334 - Ce passage devrait être fondamental pour l’intelligence des doctrines politiques de Dante : malheureusement il est enveloppé dans les nuages d’un symbolisme trop épais, que les commentaires en général ne font qu’obscurcir encore plus. S’il est certain que le char est l’Église militante et l’arbre est l’Empire, le fait de les attacher ensemble est le symbole de l’union nécessaire des deux, tant de fois prônée par Dante.
Il n’est donc pas possible de se mettre d’accord avec les commentateurs qui voient dans le Griffon le Christ lui-même – car ce n’est pas lui qui tire le char de l’Église, et cette image serait pour le moins irrévérencieuse. La double nature de cet animal n’est donc pas l’humaine et la divine, mais probablement la temporelle et la spirituelle réunies. Nous sommes donc devant le même rêve d’unité et de primauté de l’Empire, que le poète appelle de tous ses voeux et qu’il avait déjà exprimé plus d’une fois ailleurs, notamment par le symbole du Lévrier. Ainsi « l’animal deux fois né » serait le même qui doit naître « entre feutre et feutre » et que sa double naissance (ailleurs sa naissance sous la constellation des deux frères) prédestine à la réalisation de l’union entre le spirituel et le temporel.

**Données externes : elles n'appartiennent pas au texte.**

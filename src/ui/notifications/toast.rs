// SPDX-License-Identifier: MPL-2.0
//! Toast widget for rendering individual notifications.
//!
//! Toasts are small cards with a kind-colored accent and a close button.
//! Their opacity follows the frame computed by the manager, so entering
//! toasts fade in and leaving toasts fade out.

use super::manager::{Manager, Message, ToastFrame};
use crate::i18n::fluent::I18n;
use crate::ui::design_tokens::{sizing, spacing, typography};
use crate::ui::styles::{button as button_styles, container as container_styles, tooltip};
use iced::widget::{button, text, Column, Container, Row, Text};
use iced::{alignment, Color, Element, Length, Theme};
use std::time::Instant;

/// Toast widget.
pub struct Toast;

impl Toast {
    /// Renders a single toast frame.
    pub fn view<'a>(frame: ToastFrame<'a>, i18n: &I18n) -> Element<'a, Message> {
        let record = frame.record;
        let kind = record.kind();
        let accent = kind.color();
        let alpha = frame.opacity;

        let glyph = Text::new(kind.glyph())
            .size(sizing::ICON_SM)
            .style(move |_theme: &Theme| text::Style {
                color: Some(Color {
                    a: accent.a * alpha,
                    ..accent
                }),
            });

        let message = Text::new(record.message()).size(typography::BODY);

        let close = button(Text::new("×").size(typography::BODY))
            .on_press(Message::Dismiss(record.id()))
            .padding(spacing::XXS)
            .style(button_styles::dismiss(alpha));
        let close = tooltip::styled(
            close,
            i18n.tr("toast-close"),
            iced::widget::tooltip::Position::Left,
        );

        let content = Row::new()
            .spacing(spacing::SM)
            .align_y(alignment::Vertical::Center)
            .push(Container::new(glyph).padding(spacing::XXS))
            .push(
                Container::new(message)
                    .width(Length::Fill)
                    .align_x(alignment::Horizontal::Left),
            )
            .push(close);

        Container::new(content)
            .width(Length::Fixed(sizing::TOAST_WIDTH))
            .padding(spacing::SM)
            .style(move |theme: &Theme| container_styles::toast(theme, accent, alpha))
            .into()
    }

    /// Renders every active toast stacked in the bottom-right corner.
    pub fn view_overlay<'a>(
        manager: &'a Manager,
        now: Instant,
        i18n: &I18n,
    ) -> Element<'a, Message> {
        let toasts: Vec<Element<'a, Message>> = manager
            .frames(now)
            .map(|frame| Self::view(frame, i18n))
            .collect();

        if toasts.is_empty() {
            return Container::new(text(""))
                .width(Length::Shrink)
                .height(Length::Shrink)
                .into();
        }

        let column = Column::with_children(toasts)
            .spacing(spacing::XS)
            .align_x(alignment::Horizontal::Right);

        Container::new(column)
            .width(Length::Fill)
            .height(Length::Fill)
            .align_x(alignment::Horizontal::Right)
            .align_y(alignment::Vertical::Bottom)
            .padding(spacing::MD)
            .into()
    }
}
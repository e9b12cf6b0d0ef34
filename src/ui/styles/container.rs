// SPDX-License-Identifier: MPL-2.0
//! Container styles.

use crate::ui::design_tokens::{border, opacity, palette, radius, shadow};
use iced::widget::container;
use iced::{Background, Border, Color, Theme};

/// Card surface used for dashboard sections.
///
/// Derived from the active theme background so cards stay readable in both
/// light and dark modes.
pub fn card(theme: &Theme) -> container::Style {
    let palette = theme.extended_palette();

    container::Style {
        background: Some(Background::Color(palette.background.weak.color)),
        border: Border {
            radius: radius::LG.into(),
            ..Default::default()
        },
        text_color: Some(palette.background.weak.text),
        ..Default::default()
    }
}

/// Dashed-looking placeholder shown in place of gated content.
pub fn placeholder(theme: &Theme) -> container::Style {
    let base = theme.extended_palette().background.base.color;

    container::Style {
        background: Some(Background::Color(base)),
        border: Border {
            color: Color {
                a: opacity::OVERLAY_MEDIUM,
                ..palette::GRAY_400
            },
            width: border::WIDTH_SM,
            radius: radius::MD.into(),
        },
        ..Default::default()
    }
}

/// Toast card with an accent border, faded by `alpha`.
pub fn toast(theme: &Theme, accent: Color, alpha: f32) -> container::Style {
    let bg = theme.extended_palette().background.base.color;
    let text = theme.palette().text;

    container::Style {
        background: Some(Background::Color(Color { a: bg.a * alpha, ..bg })),
        border: Border {
            color: Color {
                a: accent.a * alpha,
                ..accent
            },
            width: border::WIDTH_MD,
            radius: radius::MD.into(),
        },
        shadow: iced::Shadow {
            color: Color {
                a: opacity::OVERLAY_MEDIUM * alpha,
                ..shadow::MD.color
            },
            ..shadow::MD
        },
        text_color: Some(Color {
            a: text.a * alpha,
            ..text
        }),
        ..Default::default()
    }
}
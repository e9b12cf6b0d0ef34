// SPDX-License-Identifier: MPL-2.0
use crate::config::Config;
use fluent_bundle::{FluentArgs, FluentBundle, FluentResource};
use rust_embed::RustEmbed;
use std::collections::HashMap;
use unic_langid::LanguageIdentifier;

#[derive(RustEmbed)]
#[folder = "assets/i18n/"]
struct Asset;

const DEFAULT_LOCALE: &str = "en-US";

pub struct I18n {
    bundles: HashMap<LanguageIdentifier, FluentBundle<FluentResource>>,
    pub available_locales: Vec<LanguageIdentifier>,
    current_locale: LanguageIdentifier,
}

impl std::fmt::Debug for I18n {
    fn fmt(&self, f: &mut std::fmt::Formatter<'_>) -> std::fmt::Result {
        f.debug_struct("I18n")
            .field("available_locales", &self.available_locales)
            .field("current_locale", &self.current_locale)
            .finish()
    }
}

impl Default for I18n {
    fn default() -> Self {
        Self::new(None, &Config::default())
    }
}

impl I18n {
    pub fn new(cli_lang: Option<String>, config: &Config) -> Self {
        let mut bundles = HashMap::new();
        let mut available_locales = Vec::new();

        for file in Asset::iter() {
            let filename = file.as_ref();
            let Some(locale_str) = filename.strip_suffix(".ftl") else {
                continue;
            };
            let Ok(locale) = locale_str.parse::<LanguageIdentifier>() else {
                continue;
            };
            let Some(content) = Asset::get(filename) else {
                continue;
            };
            // Broken translation files are skipped; lookups fall back to the MISSING marker.
            let Ok(res) =
                FluentResource::try_new(String::from_utf8_lossy(content.data.as_ref()).to_string())
            else {
                continue;
            };
            let mut bundle = FluentBundle::new(vec![locale.clone()]);
            bundle.set_use_isolating(false);
            if bundle.add_resource(res).is_ok() {
                bundles.insert(locale.clone(), bundle);
                available_locales.push(locale);
            }
        }
        available_locales.sort_by_key(ToString::to_string);

        let current_locale = resolve_locale(cli_lang, config, &available_locales)
            .unwrap_or_else(default_locale);

        Self {
            bundles,
            available_locales,
            current_locale,
        }
    }

    pub fn set_locale(&mut self, locale: LanguageIdentifier) {
        if self.bundles.contains_key(&locale) {
            self.current_locale = locale;
        }
    }

    #[must_use]
    pub fn current_locale(&self) -> &LanguageIdentifier {
        &self.current_locale
    }

    pub fn tr(&self, key: &str) -> String {
        self.format(key, None)
    }

    /// Translates `key`, substituting `{ $name }` placeables from `args`.
    pub fn tr_with_args(&self, key: &str, args: &[(&str, &str)]) -> String {
        let mut fluent_args = FluentArgs::new();
        for (name, value) in args {
            fluent_args.set(*name, *value);
        }
        self.format(key, Some(&fluent_args))
    }

    fn format(&self, key: &str, args: Option<&FluentArgs>) -> String {
        if let Some(bundle) = self.bundles.get(&self.current_locale) {
            if let Some(msg) = bundle.get_message(key) {
                if let Some(pattern) = msg.value() {
                    let mut errors = vec![];
                    let value = bundle.format_pattern(pattern, args, &mut errors);
                    if errors.is_empty() {
                        return value.to_string();
                    }
                }
            }
        }
        format!("MISSING: {}", key)
    }
}

fn default_locale() -> LanguageIdentifier {
    DEFAULT_LOCALE.parse().unwrap_or_default()
}

fn resolve_locale(
    cli_lang: Option<String>,
    config: &Config,
    available: &[LanguageIdentifier],
) -> Option<LanguageIdentifier> {
    let candidates = [
        cli_lang,
        config.general.language.clone(),
        sys_locale::get_locale(),
    ];

    candidates
        .into_iter()
        .flatten()
        .filter_map(|lang| lang.parse::<LanguageIdentifier>().ok())
        .find(|lang| available.contains(lang))
}

#[cfg(test)]
mod tests {
    use super::*;
    use crate::config::Config;
    use unic_langid::LanguageIdentifier;

    fn available() -> Vec<LanguageIdentifier> {
        vec!["en-US".parse().unwrap(), "fr".parse().unwrap()]
    }

    #[test]
    fn test_resolve_locale_cli() {
        let config = Config::default();
        let lang = resolve_locale(Some("fr".to_string()), &config, &available());
        assert_eq!(lang, Some("fr".parse().unwrap()));
    }

    #[test]
    fn test_resolve_locale_config() {
        let mut config = Config::default();
        config.general.language = Some("fr".to_string());
        let lang = resolve_locale(None, &config, &available());
        assert_eq!(lang, Some("fr".parse().unwrap()));
    }

    #[test]
    fn test_resolve_locale_skips_unavailable_cli_value() {
        let mut config = Config::default();
        config.general.language = Some("fr".to_string());
        let lang = resolve_locale(Some("de".to_string()), &config, &available());
        assert_eq!(lang, Some("fr".parse().unwrap()));
    }

    #[test]
    fn embedded_locales_are_loaded() {
        let i18n = I18n::new(Some("en-US".to_string()), &Config::default());
        assert!(i18n.available_locales.iter().any(|l| l.to_string() == "en-US"));
        assert!(i18n.available_locales.iter().any(|l| l.to_string() == "fr"));
        assert_eq!(i18n.current_locale().to_string(), "en-US");
    }

    #[test]
    fn tr_returns_missing_marker_for_unknown_key() {
        let i18n = I18n::new(Some("en-US".to_string()), &Config::default());
        assert_eq!(i18n.tr("no-such-key"), "MISSING: no-such-key");
    }

    #[test]
    fn tr_with_args_substitutes_placeables() {
        let i18n = I18n::new(Some("en-US".to_string()), &Config::default());
        let text = i18n.tr_with_args("access-denied-missing-permission", &[("permission", "users.manage")]);
        assert!(text.contains("users.manage"), "got {text}");
    }

    #[test]
    fn set_locale_ignores_unavailable_locale() {
        let mut i18n = I18n::new(Some("en-US".to_string()), &Config::default());
        i18n.set_locale("de".parse().unwrap());
        assert_eq!(i18n.current_locale().to_string(), "en-US");

        i18n.set_locale("fr".parse().unwrap());
        assert_eq!(i18n.current_locale().to_string(), "fr");
    }
}
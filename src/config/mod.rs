// SPDX-License-Identifier: MPL-2.0
//! This module handles the application's configuration, including loading and saving
//! user preferences to a `settings.toml` file.
//!
//! # Configuration Sections
//!
//! - `[general]` - Language and theme mode
//! - `[notifications]` - Toast display duration
//! - `[session]` - Role and permission grants of the local session
//! - `[diagnostics]` - In-memory event buffer size
//!
//! # Path Resolution
//!
//! 1. Explicit directory passed to `load_with_override()`/`save_with_override()`
//! 2. `--config-dir` CLI argument (see [`init_cli_override`])
//! 3. `ICED_DASHBOARD_CONFIG_DIR` environment variable
//! 4. Platform-specific config directory
//!
//! # Examples
//!
//! ```no_run
//! use iced_dashboard::config;
//!
//! let (mut config, _warning) = config::load();
//! config.general.language = Some("fr".to_string());
//! config::save(&config).expect("Failed to save config");
//! ```

pub mod defaults;

pub use defaults::*;

use crate::error::{Error, Result};
use crate::ui::theming::ThemeMode;
use serde::{Deserialize, Serialize};
use std::collections::BTreeMap;
use std::fs;
use std::path::{Path, PathBuf};
use std::sync::OnceLock;

const CONFIG_FILE: &str = "settings.toml";
const APP_NAME: &str = "IcedDashboard";

/// Environment variable to override the config directory.
pub const ENV_CONFIG_DIR: &str = "ICED_DASHBOARD_CONFIG_DIR";

/// Global CLI override for the config directory (set once at startup).
static CLI_CONFIG_DIR: OnceLock<Option<PathBuf>> = OnceLock::new();

// =============================================================================
// Section Structs
// =============================================================================

/// General application settings.
#[derive(Debug, Clone, Serialize, Deserialize, PartialEq, Default)]
pub struct GeneralConfig {
    /// UI language code (e.g., "en-US", "fr").
    #[serde(default, skip_serializing_if = "Option::is_none")]
    pub language: Option<String>,

    /// Application theme mode (light, dark, or system).
    #[serde(default)]
    pub theme_mode: ThemeMode,
}

/// Toast notification settings.
#[derive(Debug, Clone, Serialize, Deserialize, PartialEq)]
pub struct NotificationsConfig {
    /// How long a toast stays visible before leaving (milliseconds).
    #[serde(
        default = "default_toast_duration_ms",
        skip_serializing_if = "Option::is_none"
    )]
    pub duration_ms: Option<u64>,
}

impl Default for NotificationsConfig {
    fn default() -> Self {
        Self {
            duration_ms: default_toast_duration_ms(),
        }
    }
}

/// Local session: the role and permission grants the dashboard runs with.
///
/// Role names are kept as raw strings so that a misspelled role survives a
/// load/save cycle and is reported as unrecognized instead of being dropped.
#[derive(Debug, Clone, Serialize, Deserialize, PartialEq)]
pub struct SessionConfig {
    #[serde(default = "default_role", skip_serializing_if = "Option::is_none")]
    pub role: Option<String>,

    #[serde(default, skip_serializing_if = "BTreeMap::is_empty")]
    pub permissions: BTreeMap<String, bool>,
}

impl Default for SessionConfig {
    fn default() -> Self {
        Self {
            role: default_role(),
            permissions: BTreeMap::new(),
        }
    }
}

/// Diagnostics settings.
#[derive(Debug, Clone, Serialize, Deserialize, PartialEq)]
pub struct DiagnosticsConfig {
    /// Number of events kept in the in-memory buffer.
    #[serde(
        default = "default_buffer_capacity",
        skip_serializing_if = "Option::is_none"
    )]
    pub buffer_capacity: Option<usize>,
}

impl Default for DiagnosticsConfig {
    fn default() -> Self {
        Self {
            buffer_capacity: default_buffer_capacity(),
        }
    }
}

// =============================================================================
// Main Config Struct (Sectioned)
// =============================================================================

/// Application configuration with logical sections.
#[derive(Debug, Clone, Serialize, Deserialize, PartialEq, Default)]
pub struct Config {
    #[serde(default)]
    pub general: GeneralConfig,
    #[serde(default)]
    pub notifications: NotificationsConfig,
    #[serde(default)]
    pub session: SessionConfig,
    #[serde(default)]
    pub diagnostics: DiagnosticsConfig,
}

impl Config {
    /// Toast duration with the configured value clamped to the supported range.
    #[must_use]
    pub fn toast_duration_ms(&self) -> u64 {
        self.notifications
            .duration_ms
            .unwrap_or(DEFAULT_TOAST_DURATION_MS)
            .clamp(MIN_TOAST_DURATION_MS, MAX_TOAST_DURATION_MS)
    }

    /// Diagnostics buffer capacity clamped to the supported range.
    #[must_use]
    pub fn diagnostics_capacity(&self) -> usize {
        self.diagnostics
            .buffer_capacity
            .unwrap_or(DEFAULT_DIAGNOSTICS_BUFFER_CAPACITY)
            .clamp(
                MIN_DIAGNOSTICS_BUFFER_CAPACITY,
                MAX_DIAGNOSTICS_BUFFER_CAPACITY,
            )
    }
}

// =============================================================================
// Default Value Functions
// =============================================================================

fn default_toast_duration_ms() -> Option<u64> {
    Some(DEFAULT_TOAST_DURATION_MS)
}

fn default_role() -> Option<String> {
    Some(DEFAULT_ROLE.to_string())
}

fn default_buffer_capacity() -> Option<usize> {
    Some(DEFAULT_DIAGNOSTICS_BUFFER_CAPACITY)
}

// =============================================================================
// Config Path Resolution
// =============================================================================

/// Records the `--config-dir` CLI override.
///
/// Only the first call has an effect; later calls are ignored.
pub fn init_cli_override(config_dir: Option<String>) {
    let _ = CLI_CONFIG_DIR.set(config_dir.map(PathBuf::from));
}

/// Returns the config directory, honoring overrides in priority order.
#[must_use]
pub fn config_dir_with_override(override_path: Option<PathBuf>) -> Option<PathBuf> {
    if let Some(path) = override_path {
        return Some(path);
    }

    if let Some(path) = CLI_CONFIG_DIR.get().and_then(Clone::clone) {
        return Some(path);
    }

    if let Ok(value) = std::env::var(ENV_CONFIG_DIR) {
        if !value.is_empty() {
            return Some(PathBuf::from(value));
        }
    }

    dirs::config_dir().map(|mut path| {
        path.push(APP_NAME);
        path
    })
}

fn get_config_path_with_override(base_dir: Option<PathBuf>) -> Option<PathBuf> {
    config_dir_with_override(base_dir).map(|mut path| {
        path.push(CONFIG_FILE);
        path
    })
}

// =============================================================================
// Load Functions
// =============================================================================

/// Loads the configuration from the default path.
///
/// Returns a tuple of (config, optional_warning). If loading fails, returns
/// default config with the i18n key of a warning explaining what went wrong.
pub fn load() -> (Config, Option<String>) {
    load_with_override(None)
}

/// Loads the configuration from a custom directory.
pub fn load_with_override(base_dir: Option<PathBuf>) -> (Config, Option<String>) {
    if let Some(path) = get_config_path_with_override(base_dir) {
        if path.exists() {
            match load_from_path(&path) {
                Ok(config) => return (config, None),
                Err(_) => {
                    return (
                        Config::default(),
                        Some("notification-config-load-error".to_string()),
                    );
                }
            }
        }
    }
    (Config::default(), None)
}

/// Loads configuration from a specific path.
pub fn load_from_path(path: &Path) -> Result<Config> {
    let content = fs::read_to_string(path)?;
    let config: Config = toml::from_str(&content)?;
    Ok(config)
}

// =============================================================================
// Save Functions
// =============================================================================

/// Saves the configuration to the default path.
pub fn save(config: &Config) -> Result<()> {
    save_with_override(config, None)
}

/// Saves the configuration to a custom directory.
pub fn save_with_override(config: &Config, base_dir: Option<PathBuf>) -> Result<()> {
    if let Some(path) = get_config_path_with_override(base_dir) {
        return save_to_path(config, &path);
    }
    Ok(())
}

/// Saves configuration to a specific path.
pub fn save_to_path(config: &Config, path: &Path) -> Result<()> {
    if let Some(parent) = path.parent() {
        fs::create_dir_all(parent)?;
    }
    let content = toml::to_string_pretty(config).map_err(Error::from)?;
    fs::write(path, content)?;
    Ok(())
}

// =============================================================================
// Tests
// =============================================================================
// SPDX-License-Identifier: MPL-2.0
//! Top-level messages and runtime flags for the application.

use crate::access::Role;
use crate::ui::notifications::{self, ToastKind};
use std::time::Instant;

/// Top-level messages consumed by `App::update`.
#[derive(Debug, Clone)]
pub enum Message {
    Notification(notifications::NotificationMessage),
    /// Periodic tick driving toast timers and transitions.
    Tick(Instant),
    RoleSelected(Role),
    PermissionToggled { key: String, granted: bool },
    /// Show a sample toast of the given kind.
    ShowToast(ToastKind),
    ExportReport,
    ManageUsers,
    /// Write the diagnostics buffer as JSON next to the settings file.
    ExportDiagnostics,
}

/// Runtime flags passed from the launcher to the application.
#[derive(Debug, Default, Clone)]
pub struct Flags {
    /// Optional locale override in BCP-47 form (e.g. `en-US`, `fr`).
    pub lang: Option<String>,
    /// Role to start the session with, overriding `[session] role`.
    pub role: Option<String>,
}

Il faut ajouter que, pour d’autres commentateurs, le griffon qui rattache la croix du timon à l’arbre du bien et du mal serait le Christ qui rachète par son sacrifice le péché d’Adam.

335 - Si l’explication proposée plus haut est bonne, on comprend pourquoi l’hymne qu’entendit Dante n’est pas connu sur terre, puisqu’il devrait dire les louanges de l’union entre l’Église et l’Empire, c’est-à-dire de quelque chose qui n’existait que dans les voeux du poète.

336 - Mercure contait à Argus le conte des amours de Syrinx, pour l’endormir avant de le tuer.

337 - Par l’aigle romain, il faut probablement entendre les empereurs de Rome qui persécutèrent l’Église primitive ; le renard qui se glisse dans le char est l’hérésie. La seconde descente de l’aigle est l’attitude de Constantin, qui, selon Dante, avait commencé par persécuter l’Église, et qui lui fit ensuite la donation si justement célèbre, et dont le poète parle plus d’une fois. Le dragon qui sort de terre n’a pas été expliqué de manière satisfaisante : on a pensé au démon, au schisme oriental, à Mahomet.

338 - Par l’aigle dont il a été question, c’est-à-dire par Constantin.

339 - Les sept péchés capitaux, qui rappellent la bête de l’Apocalypse.

340 - Probablement la cour de Rome aux pires temps de sa dissolution, c’est-à-dire pendant le pontificat de Boniface VIII. Le géant, aux dires des commentateurs, serait Philippe le Bel, roi de France, qui tour à tour caresse et frappe celle qu’il garde de près. Ce symbolisme n’est pas toujours clair : on ne comprend pas bien, par exemple, pourquoi la courtisane le regarde, lui, Dante.

341 - Le char de l’Église, devenu bête de l’Apocalypse.